§ **WHAT TO PRODUCE**
Tell how many lines of the data below have the string "false" in them. Say nothing more.

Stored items
%%

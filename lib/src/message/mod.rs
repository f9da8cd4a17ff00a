//! HTTP messages as the harness sees them: a start line, an ordered header
//! list, a body and trailers, all kept exactly as declared or received.
//!
//! Nothing here validates what it is given. A message with an empty header
//! name, a bogus version or a body contradicting its `Content-Length` is
//! serialized as is, the parsers are the only place where validity matters.

pub mod date;
pub mod frame;
pub mod h1;
pub mod h2;
pub mod headers;

use std::fmt;

use time::OffsetDateTime;

pub use crate::message::headers::HeaderList;

/// Result of an incremental parse
#[derive(Debug, Clone, PartialEq, Eq)]
pub enum Parsed<T> {
    /// a full item and the number of bytes it used
    Complete(T, usize),
    /// more bytes are needed
    Incomplete,
    /// the bytes can never form a valid item
    Malformed(String),
}

impl<T> Parsed<T> {
    pub fn is_complete(&self) -> bool {
        matches!(self, Parsed::Complete(..))
    }

    pub fn map<U, F: FnOnce(T) -> U>(self, f: F) -> Parsed<U> {
        match self {
            Parsed::Complete(item, size) => Parsed::Complete(f(item), size),
            Parsed::Incomplete => Parsed::Incomplete,
            Parsed::Malformed(diagnostic) => Parsed::Malformed(diagnostic),
        }
    }
}

#[derive(Debug, Clone, PartialEq, Eq, Hash)]
pub enum Version {
    Http10,
    Http11,
    Http2,
    /// anything else, emitted verbatim
    Other(String),
}

impl Version {
    pub fn from_token(token: &str) -> Version {
        match token {
            "HTTP/1.0" => Version::Http10,
            "HTTP/1.1" => Version::Http11,
            "HTTP/2" | "HTTP/2.0" => Version::Http2,
            other => Version::Other(other.to_owned()),
        }
    }

    pub fn as_str(&self) -> &str {
        match self {
            Version::Http10 => "HTTP/1.0",
            Version::Http11 => "HTTP/1.1",
            Version::Http2 => "HTTP/2",
            Version::Other(token) => token,
        }
    }
}

impl fmt::Display for Version {
    fn fmt(&self, f: &mut fmt::Formatter<'_>) -> fmt::Result {
        f.write_str(self.as_str())
    }
}

#[derive(Debug, Clone, PartialEq, Eq)]
pub enum StartLine {
    Request {
        method: String,
        uri: String,
    },
    Response {
        status: u16,
        /// `None` drops the reason and its separating space from the status line
        reason: Option<String>,
    },
}

/// One HTTP request or response
#[derive(Debug, Clone, PartialEq, Eq)]
pub struct Message {
    pub start: StartLine,
    pub version: Version,
    pub headers: HeaderList,
    /// as on the wire: still chunk encoded for chunked messages, up to and
    /// including the last chunk line
    pub body: Vec<u8>,
    pub trailers: HeaderList,
    /// false for a message cut by a connection close
    pub complete: bool,
}

impl Message {
    pub fn request(method: impl Into<String>, uri: impl Into<String>) -> Message {
        Message {
            start: StartLine::Request {
                method: method.into(),
                uri: uri.into(),
            },
            version: Version::Http11,
            headers: HeaderList::new(),
            body: Vec::new(),
            trailers: HeaderList::new(),
            complete: true,
        }
    }

    pub fn response(status: u16) -> Message {
        Message {
            start: StartLine::Response {
                status,
                reason: Some(reason_phrase(status).to_owned()),
            },
            version: Version::Http11,
            headers: HeaderList::new(),
            body: Vec::new(),
            trailers: HeaderList::new(),
            complete: true,
        }
    }

    /// HTTP/2 request, the pseudo-headers are regular entries of the header
    /// list and can be altered like any other
    pub fn h2_request(method: &str, scheme: &str, authority: &str, path: &str) -> Message {
        let mut message = Message::request(method, path).version(Version::Http2);
        message.headers.add(":method", method);
        message.headers.add(":scheme", scheme);
        message.headers.add(":authority", authority);
        message.headers.add(":path", path);
        message
    }

    pub fn h2_response(status: u16) -> Message {
        let mut message = Message::response(status).version(Version::Http2);
        message.headers.add(":status", status.to_string());
        message
    }

    pub fn version(mut self, version: Version) -> Self {
        self.version = version;
        self
    }

    pub fn reason(mut self, reason: Option<&str>) -> Self {
        if let StartLine::Response { reason: current, .. } = &mut self.start {
            *current = reason.map(str::to_owned);
        }
        self
    }

    pub fn header(mut self, name: impl Into<String>, value: impl Into<String>) -> Self {
        self.headers.add(name, value);
        self
    }

    pub fn headers<I, N, V>(mut self, headers: I) -> Self
    where
        I: IntoIterator<Item = (N, V)>,
        N: Into<String>,
        V: Into<String>,
    {
        self.headers.extend(headers);
        self
    }

    /// `Host` for HTTP/1, `:authority` for HTTP/2
    pub fn authority(mut self, authority: &str) -> Self {
        match self.version {
            Version::Http2 => self.headers.set(":authority", authority),
            _ => self.headers.add("Host", authority),
        }
        self
    }

    pub fn body(mut self, body: impl Into<Vec<u8>>) -> Self {
        self.body = body.into();
        self
    }

    /// Chunk encode `chunks` as the body and declare the coding
    pub fn chunked_body(mut self, chunks: &[&[u8]]) -> Self {
        let mut body = Vec::new();
        for chunk in chunks.iter().filter(|chunk| !chunk.is_empty()) {
            body.extend_from_slice(format!("{:x}\r\n", chunk.len()).as_bytes());
            body.extend_from_slice(chunk);
            body.extend_from_slice(b"\r\n");
        }
        body.extend_from_slice(b"0\r\n");
        self.body = body;
        self.headers.set("Transfer-Encoding", "chunked");
        self
    }

    pub fn trailer(mut self, name: impl Into<String>, value: impl Into<String>) -> Self {
        self.trailers.add(name, value);
        self
    }

    pub fn date(mut self, date: OffsetDateTime) -> Self {
        self.headers.set("Date", date::format_http_date(date));
        self
    }

    /// set `Content-Length` to the current body size
    pub fn with_content_length(mut self) -> Self {
        self.headers.set("Content-Length", self.body.len().to_string());
        self
    }

    pub fn is_request(&self) -> bool {
        matches!(self.start, StartLine::Request { .. })
    }

    pub fn method(&self) -> Option<&str> {
        match &self.start {
            StartLine::Request { method, .. } => Some(method),
            StartLine::Response { .. } => None,
        }
    }

    pub fn uri(&self) -> Option<&str> {
        match &self.start {
            StartLine::Request { uri, .. } => Some(uri),
            StartLine::Response { .. } => None,
        }
    }

    pub fn status(&self) -> Option<u16> {
        match &self.start {
            StartLine::Response { status, .. } => Some(*status),
            StartLine::Request { .. } => None,
        }
    }

    pub fn reason_phrase(&self) -> Option<&str> {
        match &self.start {
            StartLine::Response { reason, .. } => reason.as_deref(),
            StartLine::Request { .. } => None,
        }
    }

    pub fn set_status(&mut self, status: u16) {
        self.start = StartLine::Response {
            status,
            reason: Some(reason_phrase(status).to_owned()),
        };
        if self.headers.contains(":status") {
            self.headers.set(":status", status.to_string());
        }
    }

    /// the final transfer coding is chunked
    pub fn is_chunked(&self) -> bool {
        self.version != Version::Http2
            && self
                .headers
                .get_last("transfer-encoding")
                .and_then(|value| value.rsplit(',').next())
                .map_or(false, |coding| coding.trim().eq_ignore_ascii_case("chunked"))
    }

    /// the payload without chunk framing
    pub fn decoded_body(&self) -> Vec<u8> {
        if self.is_chunked() {
            if let Some(body) = h1::decode_chunked(&self.body) {
                return body;
            }
        }
        self.body.clone()
    }

    /// Wire bytes for the declared version: text for HTTP/1.x (and unknown
    /// versions), a frame sequence on stream 1 with a fresh HPACK context for
    /// HTTP/2
    pub fn serialize(&self) -> Vec<u8> {
        match self.version {
            Version::Http2 => {
                let mut encoder = hpack::Encoder::new();
                h2::encode_message(self, 1, &mut encoder, frame::DEFAULT_MAX_FRAME_SIZE as usize)
                    .iter()
                    .flat_map(frame::Frame::serialize)
                    .collect()
            }
            _ => self.serialize_h1(),
        }
    }

    fn serialize_h1(&self) -> Vec<u8> {
        let mut bytes = Vec::with_capacity(128 + self.body.len());
        match &self.start {
            StartLine::Request { method, uri } => {
                bytes.extend_from_slice(format!("{method} {uri} {}\r\n", self.version).as_bytes())
            }
            StartLine::Response { status, reason } => {
                bytes.extend_from_slice(format!("{} {status}", self.version).as_bytes());
                if let Some(reason) = reason {
                    bytes.push(b' ');
                    bytes.extend_from_slice(reason.as_bytes());
                }
                bytes.extend_from_slice(b"\r\n");
            }
        }
        bytes.extend_from_slice(self.headers.to_string().as_bytes());
        bytes.extend_from_slice(b"\r\n");
        bytes.extend_from_slice(&self.body);
        if self.is_chunked() {
            bytes.extend_from_slice(self.trailers.to_string().as_bytes());
            bytes.extend_from_slice(b"\r\n");
        }
        bytes
    }
}

impl fmt::Display for Message {
    fn fmt(&self, f: &mut fmt::Formatter<'_>) -> fmt::Result {
        match &self.start {
            StartLine::Request { method, uri } => write!(f, "{method} {uri} {}", self.version)?,
            StartLine::Response { status, reason } => write!(
                f,
                "{} {status} {}",
                self.version,
                reason.as_deref().unwrap_or_default()
            )?,
        }
        write!(f, " ({} headers, {} body bytes)", self.headers.len(), self.body.len())
    }
}

pub fn reason_phrase(status: u16) -> &'static str {
    match status {
        100 => "Continue",
        101 => "Switching Protocols",
        103 => "Early Hints",
        200 => "OK",
        201 => "Created",
        202 => "Accepted",
        203 => "Non-Authoritative Information",
        204 => "No Content",
        206 => "Partial Content",
        301 => "Moved Permanently",
        302 => "Found",
        303 => "See Other",
        304 => "Not Modified",
        307 => "Temporary Redirect",
        308 => "Permanent Redirect",
        400 => "Bad Request",
        401 => "Unauthorized",
        403 => "Forbidden",
        404 => "Not Found",
        405 => "Method Not Allowed",
        408 => "Request Timeout",
        411 => "Length Required",
        412 => "Precondition Failed",
        413 => "Content Too Large",
        414 => "URI Too Long",
        416 => "Range Not Satisfiable",
        429 => "Too Many Requests",
        500 => "Internal Server Error",
        501 => "Not Implemented",
        502 => "Bad Gateway",
        503 => "Service Unavailable",
        504 => "Gateway Timeout",
        505 => "HTTP Version Not Supported",
        _ => "Unknown",
    }
}

#[cfg(test)]
mod tests {
    use super::*;

    #[test]
    fn serialize_request() {
        let request = Message::request("GET", "/index.html")
            .authority("localhost")
            .header("Accept", "*/*");
        assert_eq!(
            request.serialize(),
            b"GET /index.html HTTP/1.1\r\nHost: localhost\r\nAccept: */*\r\n\r\n"
        );
    }

    #[test]
    fn serialize_invalid_response_verbatim() {
        let response = Message::response(200)
            .version(Version::Other("HTTP/9".to_owned()))
            .reason(None)
            .header("", "empty name")
            .header("Bad\x7fName", "x")
            .body("abc");
        assert_eq!(
            response.serialize(),
            b"HTTP/9 200\r\n: empty name\r\nBad\x7fName: x\r\n\r\nabc"
        );
    }

    #[test]
    fn chunked_with_trailers() {
        let response = Message::response(200)
            .chunked_body(&[b"1234", b"hello world"])
            .trailer("X-Checksum", "abc");
        assert!(response.is_chunked());
        assert_eq!(
            response.serialize(),
            b"HTTP/1.1 200 OK\r\nTransfer-Encoding: chunked\r\n\r\n4\r\n1234\r\nb\r\nhello world\r\n0\r\nX-Checksum: abc\r\n\r\n"
        );
        assert_eq!(response.decoded_body(), b"1234hello world");
    }

    #[test]
    fn h2_pseudo_headers_are_headers() {
        let mut request = Message::h2_request("GET", "https", "localhost", "/");
        request.headers.set(":path", "");
        assert_eq!(request.headers.get(":path"), Some(""));
        assert_eq!(request.headers.get(":method"), Some("GET"));

        let mut response = Message::h2_response(200);
        response.set_status(304);
        assert_eq!(response.headers.get(":status"), Some("304"));
        assert_eq!(response.reason_phrase(), Some("Not Modified"));
    }
}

%%

§ **OUTPUT FOR THIS EXERCISE**
2